Segment Start: EXERCISE DATA
//! Sync Data Models
//!
//! Defines the data exchanged between the local store and the cloud document.
//!
//! Data Categories:
//! - ApplicationSnapshot: every domain collection at one instant
//! - RemoteDocument: snapshot plus transport metadata (lastSync, deviceId)
//! - SyncMetadata: status surface owned by the scheduler
//! - SyncConfig: cloud credentials and engine tuning
//! - DeviceIdentity: the stable id of this installation

use chrono::{DateTime, Utc};
use serde::{Deserialize, Serialize};
use serde_json::{Map, Value};
use std::fmt;
use std::time::Duration;

// ============================================================================
// Application Snapshot
// ============================================================================

/// Full state of all domain collections at one instant.
///
/// Domain records are opaque JSON objects: pricing, inventory and register
/// logic live outside the sync engine. Every field has a default and is
/// always serialized, so a remote document or backup never carries an
/// absent collection.
#[derive(Debug, Clone, PartialEq, Serialize, Deserialize)]
#[serde(rename_all = "camelCase")]
pub struct ApplicationSnapshot {
    #[serde(default, deserialize_with = "null_as_default")]
    pub products: Vec<Value>,
    #[serde(default, deserialize_with = "null_as_default")]
    pub sales: Vec<Value>,
    #[serde(default, deserialize_with = "null_as_default")]
    pub customers: Vec<Value>,
    #[serde(default, deserialize_with = "null_as_default")]
    pub suppliers: Vec<Value>,
    #[serde(default, deserialize_with = "null_as_default")]
    pub coupons: Vec<Value>,
    #[serde(default, deserialize_with = "null_as_default")]
    pub combos: Vec<Value>,
    #[serde(default, deserialize_with = "null_as_default")]
    pub cash_registers: Vec<Value>,
    #[serde(default, deserialize_with = "null_as_default")]
    pub returns: Vec<Value>,
    #[serde(default, deserialize_with = "null_as_default")]
    pub stock_transfers: Vec<Value>,

    #[serde(default, deserialize_with = "null_as_default")]
    pub settings: Map<String, Value>,

    /// Bolivar per dollar rate used by the price layer
    #[serde(default = "default_exchange_rate", deserialize_with = "exchange_rate_or_default")]
    pub exchange_rate: f64,

    /// When the rate was last refreshed (ISO string or epoch millis)
    #[serde(default)]
    pub exchange_rate_last_update: Option<Value>,

    /// Next sale number to assign
    #[serde(default = "default_sale_counter", deserialize_with = "sale_counter_or_default")]
    pub sale_counter: i64,

    #[serde(default, deserialize_with = "null_as_default")]
    pub favorite_products: Vec<Value>,
}

impl Default for ApplicationSnapshot {
    fn default() -> Self {
        Self {
            products: Vec::new(),
            sales: Vec::new(),
            customers: Vec::new(),
            suppliers: Vec::new(),
            coupons: Vec::new(),
            combos: Vec::new(),
            cash_registers: Vec::new(),
            returns: Vec::new(),
            stock_transfers: Vec::new(),
            settings: Map::new(),
            exchange_rate: default_exchange_rate(),
            exchange_rate_last_update: None,
            sale_counter: default_sale_counter(),
            favorite_products: Vec::new(),
        }
    }
}

impl ApplicationSnapshot {
    /// Total number of records across all collections
    pub fn record_count(&self) -> usize {
        self.products.len()
            + self.sales.len()
            + self.customers.len()
            + self.suppliers.len()
            + self.coupons.len()
            + self.combos.len()
            + self.cash_registers.len()
            + self.returns.len()
            + self.stock_transfers.len()
    }
}

fn default_exchange_rate() -> f64 {
    36.5
}

fn default_sale_counter() -> i64 {
    1
}

/// Treat an explicit `null` like a missing field.
fn null_as_default<'de, D, T>(deserializer: D) -> Result<T, D::Error>
where
    D: serde::Deserializer<'de>,
    T: Default + Deserialize<'de>,
{
    Ok(Option::<T>::deserialize(deserializer)?.unwrap_or_default())
}

fn exchange_rate_or_default<'de, D>(deserializer: D) -> Result<f64, D::Error>
where
    D: serde::Deserializer<'de>,
{
    Ok(Option::<f64>::deserialize(deserializer)?.unwrap_or_else(default_exchange_rate))
}

fn sale_counter_or_default<'de, D>(deserializer: D) -> Result<i64, D::Error>
where
    D: serde::Deserializer<'de>,
{
    Ok(Option::<i64>::deserialize(deserializer)?.unwrap_or_else(default_sale_counter))
}

// ============================================================================
// Remote Document
// ============================================================================

/// Cloud representation: one document per document key.
#[derive(Debug, Clone, PartialEq, Serialize, Deserialize)]
#[serde(rename_all = "camelCase")]
pub struct RemoteDocument {
    #[serde(flatten)]
    pub snapshot: ApplicationSnapshot,

    /// Server-observed time of the write
    #[serde(default)]
    pub last_sync: Option<DateTime<Utc>>,

    /// Device that performed the write
    #[serde(default)]
    pub device_id: Option<String>,
}

impl RemoteDocument {
    /// Split off the transport metadata.
    pub fn into_change(self) -> RemoteChange {
        RemoteChange {
            snapshot: self.snapshot,
            last_sync: self.last_sync,
            device_id: self.device_id,
        }
    }
}

/// A remote change as handed to listeners: a clean snapshot with the
/// stripped metadata alongside it.
#[derive(Debug, Clone, PartialEq)]
pub struct RemoteChange {
    pub snapshot: ApplicationSnapshot,
    pub last_sync: Option<DateTime<Utc>>,
    pub device_id: Option<String>,
}

// ============================================================================
// Sync Metadata
// ============================================================================

/// Status surface polled by the presentation layer.
#[derive(Debug, Clone, PartialEq, Serialize, Deserialize)]
#[serde(rename_all = "camelCase")]
pub struct SyncMetadata {
    pub last_sync: Option<DateTime<Utc>>,
    pub is_online: bool,
    pub is_syncing: bool,
    pub last_error: Option<String>,
}

impl Default for SyncMetadata {
    fn default() -> Self {
        Self {
            last_sync: None,
            is_online: true,
            is_syncing: false,
            last_error: None,
        }
    }
}

/// Engine lifecycle
#[derive(Debug, Clone, Copy, PartialEq, Eq, Serialize, Deserialize)]
#[serde(rename_all = "lowercase")]
pub enum SyncState {
    Unconfigured,
    Configured,
}

// ============================================================================
// Device Identity
// ============================================================================

/// Stable identifier of this installation, `device-<millis>-<random>`.
#[derive(Debug, Clone, PartialEq, Eq, Hash, Serialize, Deserialize)]
#[serde(transparent)]
pub struct DeviceIdentity(String);

impl DeviceIdentity {
    /// Generate a fresh identity. Callers persist it; see `Database::device_identity`.
    pub fn generate() -> Self {
        let random = uuid::Uuid::new_v4().simple().to_string();
        Self(format!("device-{}-{}", Utc::now().timestamp_millis(), &random[..9]))
    }

    pub fn as_str(&self) -> &str {
        &self.0
    }
}

impl From<String> for DeviceIdentity {
    fn from(value: String) -> Self {
        Self(value)
    }
}

impl fmt::Display for DeviceIdentity {
    fn fmt(&self, f: &mut fmt::Formatter<'_>) -> fmt::Result {
        f.write_str(&self.0)
    }
}

// ============================================================================
// Sync Configuration
// ============================================================================

pub const DEFAULT_BASE_URL: &str = "https://firestore.googleapis.com/v1";
pub const DEFAULT_COLLECTION: &str = "bodeguitas";

/// Cloud credentials and engine tuning.
///
/// Persisted as JSON in the settings table. Only `access_key` and
/// `project_id` are required; without them sync is disabled.
#[derive(Debug, Clone, PartialEq, Serialize, Deserialize)]
#[serde(rename_all = "camelCase")]
pub struct SyncConfig {
    #[serde(default)]
    pub access_key: String,
    #[serde(default)]
    pub project_id: String,
    #[serde(default, skip_serializing_if = "Option::is_none")]
    pub auth_domain: Option<String>,
    #[serde(default, skip_serializing_if = "Option::is_none")]
    pub storage_bucket: Option<String>,
    #[serde(default, skip_serializing_if = "Option::is_none")]
    pub sender_id: Option<String>,
    #[serde(default, skip_serializing_if = "Option::is_none")]
    pub app_id: Option<String>,

    /// Shared document key; several devices with the same user id converge
    /// on one document. Defaults to the device id.
    #[serde(default, skip_serializing_if = "Option::is_none")]
    pub user_id: Option<String>,

    #[serde(default = "default_collection")]
    pub collection: String,
    #[serde(default = "default_base_url")]
    pub base_url: String,

    #[serde(default = "default_push_interval_secs")]
    pub push_interval_secs: u64,
    #[serde(default = "default_reconnect_debounce_ms")]
    pub reconnect_debounce_ms: u64,
    /// Quiet period after a local edit before it is pushed
    #[serde(default = "default_change_debounce_ms")]
    pub change_debounce_ms: u64,
    #[serde(default = "default_request_timeout_secs")]
    pub request_timeout_secs: u64,
    #[serde(default = "default_listen_interval_secs")]
    pub listen_interval_secs: u64,
}

impl Default for SyncConfig {
    fn default() -> Self {
        Self {
            access_key: String::new(),
            project_id: String::new(),
            auth_domain: None,
            storage_bucket: None,
            sender_id: None,
            app_id: None,
            user_id: None,
            collection: default_collection(),
            base_url: default_base_url(),
            push_interval_secs: default_push_interval_secs(),
            reconnect_debounce_ms: default_reconnect_debounce_ms(),
            change_debounce_ms: default_change_debounce_ms(),
            request_timeout_secs: default_request_timeout_secs(),
            listen_interval_secs: default_listen_interval_secs(),
        }
    }
}

fn default_collection() -> String {
    DEFAULT_COLLECTION.to_string()
}

fn default_base_url() -> String {
    DEFAULT_BASE_URL.to_string()
}

fn default_push_interval_secs() -> u64 {
    5 * 60
}

fn default_reconnect_debounce_ms() -> u64 {
    1000
}

fn default_change_debounce_ms() -> u64 {
    2000
}

fn default_request_timeout_secs() -> u64 {
    30
}

fn default_listen_interval_secs() -> u64 {
    5
}

/// Configuration errors
#[derive(Debug, Clone, PartialEq, Eq, thiserror::Error)]
pub enum ConfigError {
    #[error("Missing required field: {0}")]
    Missing(&'static str),

    #[error("Invalid value for {field}: {reason}")]
    Invalid { field: &'static str, reason: String },
}

impl SyncConfig {
    pub fn new(access_key: impl Into<String>, project_id: impl Into<String>) -> Self {
        Self {
            access_key: access_key.into(),
            project_id: project_id.into(),
            ..Self::default()
        }
    }

    /// Check required credentials and tuning bounds
    pub fn validate(&self) -> Result<(), ConfigError> {
        if self.access_key.trim().is_empty() {
            return Err(ConfigError::Missing("accessKey"));
        }
        if self.project_id.trim().is_empty() {
            return Err(ConfigError::Missing("projectId"));
        }
        if self.push_interval_secs == 0 {
            return Err(ConfigError::Invalid {
                field: "pushIntervalSecs",
                reason: "must be at least 1 second".to_string(),
            });
        }
        if self.listen_interval_secs == 0 {
            return Err(ConfigError::Invalid {
                field: "listenIntervalSecs",
                reason: "must be at least 1 second".to_string(),
            });
        }
        if self.request_timeout_secs == 0 {
            return Err(ConfigError::Invalid {
                field: "requestTimeoutSecs",
                reason: "must be at least 1 second".to_string(),
            });
        }
        Ok(())
    }

    pub fn is_complete(&self) -> bool {
        self.validate().is_ok()
    }

    /// Overlay `BODEGA_SYNC_*` environment variables (after `dotenvy` has
    /// loaded any `.env` file).
    pub fn apply_env(mut self) -> Self {
        let var = |name: &str| {
            std::env::var(format!("BODEGA_SYNC_{}", name))
                .ok()
                .map(|v| v.trim().to_string())
                .filter(|v| !v.is_empty())
        };

        if let Some(v) = var("ACCESS_KEY") {
            self.access_key = v;
        }
        if let Some(v) = var("PROJECT_ID") {
            self.project_id = v;
        }
        if let Some(v) = var("USER_ID") {
            self.user_id = Some(v);
        }
        if let Some(v) = var("COLLECTION") {
            self.collection = v;
        }
        if let Some(v) = var("BASE_URL") {
            self.base_url = v;
        }
        if let Some(v) = var("PUSH_INTERVAL_SECS").and_then(|v| v.parse().ok()) {
            self.push_interval_secs = v;
        }
        if let Some(v) = var("CHANGE_DEBOUNCE_MS").and_then(|v| v.parse().ok()) {
            self.change_debounce_ms = v;
        }
        self
    }

    pub fn auth_domain(&self) -> String {
        self.auth_domain
            .clone()
            .unwrap_or_else(|| format!("{}.firebaseapp.com", self.project_id))
    }

    pub fn storage_bucket(&self) -> String {
        self.storage_bucket
            .clone()
            .unwrap_or_else(|| format!("{}.appspot.com", self.project_id))
    }

    /// Remote document key for this device
    pub fn document_id(&self, device: &DeviceIdentity) -> String {
        self.user_id
            .clone()
            .filter(|id| !id.trim().is_empty())
            .unwrap_or_else(|| device.as_str().to_string())
    }

    pub fn push_interval(&self) -> Duration {
        Duration::from_secs(self.push_interval_secs)
    }

    pub fn reconnect_debounce(&self) -> Duration {
        Duration::from_millis(self.reconnect_debounce_ms)
    }

    pub fn change_debounce(&self) -> Duration {
        Duration::from_millis(self.change_debounce_ms)
    }

    pub fn request_timeout(&self) -> Duration {
        Duration::from_secs(self.request_timeout_secs)
    }

    pub fn listen_interval(&self) -> Duration {
        Duration::from_secs(self.listen_interval_secs)
    }
}

// ============================================================================
// Tests
// ============================================================================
Segment End: EXERCISE DATA
PROBLEM STATEMENT: Only a number is wanted here: how many lines of the records above hold the word "installation".

EXERCISE SOLUTION: 2